= Institute for Agriculture and Trade Policy =

American think tank focused on sustainability in food

The historic Caroline Crosby House, 2105 First Avenue South, Minneapolis. Now home to the IATP.

The Institute for Agriculture and Trade Policy (IATP) is an international non-profit research and advocacy organization that promotes sustainable food, farm, and trade systems. IATP has offices in Minneapolis, Minnesota, Washington, D.C., Geneva, Switzerland and Berlin, Germany.

==Areas of work==

IATP works to integrate sustainability throughout the food and farm system, from supporting farmers and the environment to securing universal access to healthy food. IATP identifies the impact trade agreements have on farmers, consumers and the environment, while promoting a fair trade system that supports locally based development, labor and human rights, and democratic institutions.
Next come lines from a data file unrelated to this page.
// Portal session management
//
// Cookie-based login against the thermostat portal. The session is
// created lazily, probed before every operation, and rebuilt at most
// once per rejected generation. Two callers that both see a 401 on the
// same generation share a single re-login.

use std::sync::atomic::{AtomicU64, Ordering};

use reqwest::StatusCode;
use secrecy::{ExposeSecret, SecretString};
use tokio::sync::Mutex;
use tracing::{debug, info, warn};
use url::Url;

use crate::error::Error;
use crate::transport::TransportConfig;

/// The portal answers failed logins with HTTP 200 and this text in the page.
pub const LOGIN_FAILURE_MARKER: &str = "Login was unsuccessful.";

const LOGIN_PATH: &str = "/portal/";
const PROBE_PATH: &str = "/portal/Locations/";

/// An authenticated HTTP handle tagged with the login that produced it.
#[derive(Clone)]
struct SessionHandle {
    http: reqwest::Client,
    generation: u64,
}

enum Probe {
    Valid,
    Rejected,
}

/// Authenticated session against the thermostat portal.
///
/// Owned by one bridge; never shared across bridges. All portal
/// operations go through [`ensure_valid`](Self::ensure_valid).
pub struct PortalSession {
    base_url: Url,
    username: String,
    password: SecretString,
    transport: TransportConfig,
    handle: Mutex<Option<SessionHandle>>,
    generation: AtomicU64,
}

impl PortalSession {
    pub fn new(
        base_url: Url,
        username: String,
        password: SecretString,
        transport: TransportConfig,
    ) -> Self {
        Self {
            base_url,
            username,
            password,
            transport,
            handle: Mutex::new(None),
            generation: AtomicU64::new(0),
        }
    }

    /// The portal root URL.
    pub fn base_url(&self) -> &Url {
        &self.base_url
    }

    pub fn username(&self) -> &str {
        &self.username
    }

    /// Number of successful logins performed so far.
    pub fn login_count(&self) -> u64 {
        self.generation.load(Ordering::Acquire)
    }

    /// Build an absolute URL for a portal path.
    pub(crate) fn url(&self, path: &str) -> Result<Url, Error> {
        self.base_url.join(path).map_err(Error::InvalidUrl)
    }

    // ── Validity ─────────────────────────────────────────────────────

    /// Return an HTTP handle that the portal currently accepts.
    ///
    /// Logs in if no handle exists. Otherwise probes the locations page;
    /// a 401 discards the handle and logs in exactly once more. Any other
    /// non-success status is a communication problem and leaves the
    /// session alone.
    pub async fn ensure_valid(&self) -> Result<reqwest::Client, Error> {
        self.validated().await.map(|(http, _)| http)
    }

    /// [`ensure_valid`](Self::ensure_valid), plus the login generation the
    /// handle belongs to.
    pub(crate) async fn validated(&self) -> Result<(reqwest::Client, u64), Error> {
        let current = self.current_or_login().await?;
        if let Probe::Valid = self.probe(&current.http).await? {
            return Ok((current.http, current.generation));
        }

        info!(generation = current.generation, "portal session rejected, re-authenticating");
        let fresh = self.relogin_after(current.generation).await?;
        match self.probe(&fresh.http).await? {
            Probe::Valid => Ok((fresh.http, fresh.generation)),
            Probe::Rejected => {
                warn!("portal rejected a freshly established session");
                self.discard(fresh.generation).await;
                Err(Error::Authentication {
                    message: "session rejected immediately after login".into(),
                })
            }
        }
    }

    /// Replace a handle an operation saw rejected with 401.
    ///
    /// Logs in again unless a concurrent caller already replaced `stale`.
    pub(crate) async fn reauthenticate(&self, stale: u64) -> Result<(reqwest::Client, u64), Error> {
        info!(generation = stale, "portal rejected an operation, re-authenticating");
        let fresh = self.relogin_after(stale).await?;
        Ok((fresh.http, fresh.generation))
    }

    /// Perform a fresh login, replacing any existing handle.
    pub async fn login(&self) -> Result<(), Error> {
        let mut slot = self.handle.lock().await;
        *slot = None;
        let handle = self.login_locked().await?;
        *slot = Some(handle);
        Ok(())
    }

    /// Release the HTTP handle. Safe to call any number of times.
    pub async fn dispose(&self) {
        if self.handle.lock().await.take().is_some() {
            debug!("portal session disposed");
        }
    }

    // ── Internals ────────────────────────────────────────────────────

    async fn current_or_login(&self) -> Result<SessionHandle, Error> {
        let mut slot = self.handle.lock().await;
        if let Some(handle) = slot.as_ref() {
            return Ok(handle.clone());
        }
        let handle = self.login_locked().await?;
        *slot = Some(handle.clone());
        Ok(handle)
    }

    /// Re-login unless another caller already replaced `stale`.
    async fn relogin_after(&self, stale: u64) -> Result<SessionHandle, Error> {
        let mut slot = self.handle.lock().await;
        if let Some(handle) = slot.as_ref().filter(|h| h.generation != stale) {
            debug!(generation = handle.generation, "adopting session from concurrent re-login");
            return Ok(handle.clone());
        }
        *slot = None;
        let handle = self.login_locked().await?;
        *slot = Some(handle.clone());
        Ok(handle)
    }

    /// Drop the handle if it still belongs to `generation`.
    pub(crate) async fn discard(&self, generation: u64) {
        let mut slot = self.handle.lock().await;
        if slot.as_ref().is_some_and(|h| h.generation == generation) {
            *slot = None;
        }
    }

    /// Build a client with a fresh cookie jar and submit the login form.
    ///
    /// Caller must hold the handle lock so concurrent logins serialize.
    async fn login_locked(&self) -> Result<SessionHandle, Error> {
        let http = self.transport.clone().with_cookie_jar().build_client()?;
        let url = self.url(LOGIN_PATH)?;

        debug!(username = %self.username, "logging in at {}", url);

        let form = [
            ("timeOffset", "0"),
            ("UserName", self.username.as_str()),
            ("Password", self.password.expose_secret()),
        ];

        let resp = http
            .post(url)
            .form(&form)
            .send()
            .await
            .map_err(Error::Transport)?;

        let status = resp.status();
        if !status.is_success() {
            let body = resp.text().await.unwrap_or_default();
            return Err(Error::Authentication {
                message: format!("login failed (HTTP {status}): {body}"),
            });
        }

        let body = resp.text().await.map_err(Error::Transport)?;
        if body.contains(LOGIN_FAILURE_MARKER) {
            return Err(Error::Authentication {
                message: "portal rejected the username or password".into(),
            });
        }

        let generation = self.generation.fetch_add(1, Ordering::AcqRel) + 1;
        debug!(generation, "login successful");
        Ok(SessionHandle { http, generation })
    }

    async fn probe(&self, http: &reqwest::Client) -> Result<Probe, Error> {
        let resp = http
            .get(self.url(PROBE_PATH)?)
            .send()
            .await
            .map_err(Error::Transport)?;

        match resp.status() {
            StatusCode::UNAUTHORIZED => Ok(Probe::Rejected),
            status if status.is_success() => Ok(Probe::Valid),
            status => {
                let body = resp.text().await.unwrap_or_default();
                Err(Error::Status {
                    status: status.as_u16(),
                    body,
                })
            }
        }
    }
}
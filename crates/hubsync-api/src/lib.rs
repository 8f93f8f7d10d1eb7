// hubsync-api: Async clients for the thermostat cloud portal and the LAN lighting gateway

pub mod error;
pub mod gateway;
pub mod portal;
pub mod transport;

pub use error::Error;
pub use gateway::{GatewayClient, GatewaySession, RawLight};
pub use portal::{ControlChanges, PortalClient, PortalSession, RawThermostat};
pub use transport::{TlsMode, TransportConfig};
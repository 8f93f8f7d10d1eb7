// Gateway XML payloads
//
// Requests are `cmd=<name>&data=<gip>...</gip>` bodies sent verbatim
// (the gateway does not URL-decode them). Responses are XML documents
// whose first `<rc>` descendant must read `200`.

use secrecy::{ExposeSecret, SecretString};
use xmltree::{Element, XMLNode};

use crate::error::Error;

pub(crate) const RC_SUCCESS: &str = "200";

const CAROUSEL_FIELDS: &str = "name,image,imageurl,control,power,product,class,realtype,status";

/// A light as reported by `RoomGetCarousel`.
#[derive(Debug, Clone, PartialEq, Eq)]
pub struct RawLight {
    pub did: String,
    pub name: String,
    pub on: bool,
    /// Brightness percent; the gateway's value is only trusted while on.
    pub level: u8,
    pub known: bool,
    pub offline: bool,
}

// ── Request bodies ──────────────────────────────────────────────────

pub(crate) fn login_body(seed: &str) -> String {
    format!(
        "cmd=GWRLogin&data=<gip><version>1</version><email>{seed}</email><password>{seed}</password></gip>"
    )
}

pub(crate) fn carousel_body(token: &SecretString) -> String {
    format!(
        "cmd=GWRBatch&data=<gwrcmds><gwrcmd><gcmd>RoomGetCarousel</gcmd><gdata><gip><version>1</version><token>{}</token><fields>{CAROUSEL_FIELDS}</fields></gip></gdata></gwrcmd></gwrcmds>&fmt=xml",
        token.expose_secret()
    )
}

pub(crate) fn power_body(token: &SecretString, did: &str, on: bool) -> String {
    format!(
        "cmd=DeviceSendCommand&data=<gip><version>1</version><token>{}</token><did>{did}</did><value>{}</value></gip>&fmt=xml",
        token.expose_secret(),
        u8::from(on)
    )
}

pub(crate) fn level_body(token: &SecretString, did: &str, level: u8) -> String {
    format!(
        "cmd=DeviceSendCommand&data=<gip><version>1</version><token>{}</token><did>{did}</did><value>{level}</value><type>level</type></gip>&fmt=xml",
        token.expose_secret()
    )
}

// ── Response parsing ────────────────────────────────────────────────

/// Parse a response document and check its return code.
pub(crate) fn parse_response(body: &str) -> Result<Element, Error> {
    let root = Element::parse(body.as_bytes())?;
    match first_text(&root, "rc") {
        Some(rc) if rc == RC_SUCCESS => Ok(root),
        Some(rc) => Err(Error::Protocol {
            message: format!("gateway returned rc {rc}"),
            body: body.to_owned(),
        }),
        None => Err(Error::Protocol {
            message: "gateway response has no return code".into(),
            body: body.to_owned(),
        }),
    }
}

/// Extract the issued token from a `GWRLogin` response.
pub(crate) fn parse_token(root: &Element, body: &str) -> Result<SecretString, Error> {
    first_text(root, "token")
        .filter(|t| !t.is_empty())
        .map(SecretString::from)
        .ok_or_else(|| Error::Protocol {
            message: "pairing response carries no token".into(),
            body: body.to_owned(),
        })
}

/// Every `<device>` in the carousel, in document order.
///
/// Devices without a `did` are dropped; other missing fields default.
pub(crate) fn parse_lights(root: &Element) -> Vec<RawLight> {
    let mut devices = Vec::new();
    collect(root, "device", &mut devices);

    devices
        .into_iter()
        .filter_map(|device| {
            let did = first_text(device, "did").filter(|d| !d.is_empty())?;
            let on = first_text(device, "state").as_deref() == Some("1");
            let level = if on {
                first_text(device, "level")
                    .and_then(|l| l.parse::<u8>().ok())
                    .map_or(0, |l| l.min(100))
            } else {
                0
            };
            Some(RawLight {
                name: first_text(device, "name").unwrap_or_else(|| did.clone()),
                did,
                on,
                level,
                known: first_text(device, "known").as_deref() == Some("1"),
                offline: first_text(device, "offline").as_deref() == Some("1"),
            })
        })
        .collect()
}

fn collect<'a>(element: &'a Element, name: &str, out: &mut Vec<&'a Element>) {
    for child in element.children.iter().filter_map(XMLNode::as_element) {
        if child.name == name {
            out.push(child);
        }
        collect(child, name, out);
    }
}

fn first<'a>(element: &'a Element, name: &str) -> Option<&'a Element> {
    element
        .children
        .iter()
        .filter_map(XMLNode::as_element)
        .find_map(|child| {
            if child.name == name {
                Some(child)
            } else {
                first(child, name)
            }
        })
}

fn first_text(element: &Element, name: &str) -> Option<String> {
    first(element, name).map(|e| {
        e.get_text()
            .map(|t| t.trim().to_owned())
            .unwrap_or_default()
    })
}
IATP develops alternative economic models that integrate environmental sustainability into rural development.

==Timeline highlights==

In 1987, IATP launched the Sustainable Agriculture Computer Network with email, access to shared data and research, news wire services, electronic conferencing and bulletin boards.

In 1990, IATP distributed Trading Away Our Future, a video on how General Agreement on Tariffs and Trade (GATT) affects American agriculture policy, to over 1,000 local organizers, opinion leaders and teachers.

In 1991, In New York, IATP conducted trainings and strategy coordination for 20 coalition partners in preparation for the United Nations Conference on Environment and Development.

In 1992, United Nations Conference on Environment and Development, more commonly known as the Earth Summit, met in Rio de Janeiro; IATP co-hosted the Global Forum on the GATT at the summit.

In 1995, IATP held a series of events nationwide with surviving founders of Bretton Woods and United Nations institutions, resulting in a [book of twenty essays] by the participants.

In 1996, IATP formed Peace Coffee in partnership with Guatemala’s Nobel Peace Prize winner Rigoberta Menchú.

In 1997, IATP incorporated TransFair USA, the first U.S. fair-trade certification body.

In 1998, IATP marked its 50th anniversary of the Universal Declaration of Human Rights with an event in New York City with Jesse Jackson, John Sweeney and others.

In 2000, with six other groups, IATP launched Genetically Engineered Food Alert to challenge the use of genetically engineered crops in food. During the same year, IATP launched Trade Information Project in Geneva to serve as an information clearinghouse on the World Trade Organization (WTO) for NGOs around the world.

In 2001, IATP created the Eat Well Guide, an online directory of sustainably raised meat, poultry, dairy and eggs available from North American farms, stores, restaurants and online merchants.

In 2005, IATP published a critique of the U.S. food aid system for undercutting local food systems in poor countries. The WTO holds its sixth ministerial in Hong Kong. IATP helped to organize the Fair Trade Fair and Symposium near the WTO meeting, to highlight the fair trade system for WTO delegates.

In 2006, IATP published a report, summarized in The New York Times, on the incidence of arsenic in U.S. poultry products.

In 2008, John Nichols of The Nation designated IATP the "Most Valuable Policy Group" in his Most Valuable Progressives of 2008 list.
and the Food and Society Fellows program moved to IATP, bringing together chefs, farmers, nutritionists, activists, public health professionals, fishers, policy experts and academics who work to create sustainable food systems.

In 2009, IATP released a report, Not So Sweet: Missing Mercury and High Fructose Corn Syrup , that examined the presence of mercury in high fructose corn syrup.

==History==

Minnesota Secretary of State Mark Ritchie returned to the United States from a 1986 Geneva meeting and incorporated the Institute for Agriculture and Trade Policy as a nonprofit, tax-exempt organization, with the mission of fostering sustainable rural communities. In 1987, IATP began to organize and report on the newly launched round of international trade negotiations being conducted by the GATT, which eventually became the WTO. The rules of agricultural trade set in the GATT and implemented at the WTO have deeply influenced national and local farm policies around the globe over the last two decades.

In the 1990s, IATP expanded beyond its initial focus on international policymaking institutions like the WTO, and regional free trade agreements like the North American Free Trade Agreement, to include the promotion of positive alternatives to economically, socially and environmentally destructive agricultural and trade practices. For example, with the Center for Agriculture and the Environment in the Netherlands, IATP developed tools to help U.S. farmers increase their income by reducing on-farm fertilizer use.

Jim Harkness became IATP’s new president in 2006, after spending the previous 16 years in China, most recently as the Executive Director for the World Wildlife Fund in China. In 2014, Juliette Majot became the organization's third President, changing the title to Executive Director.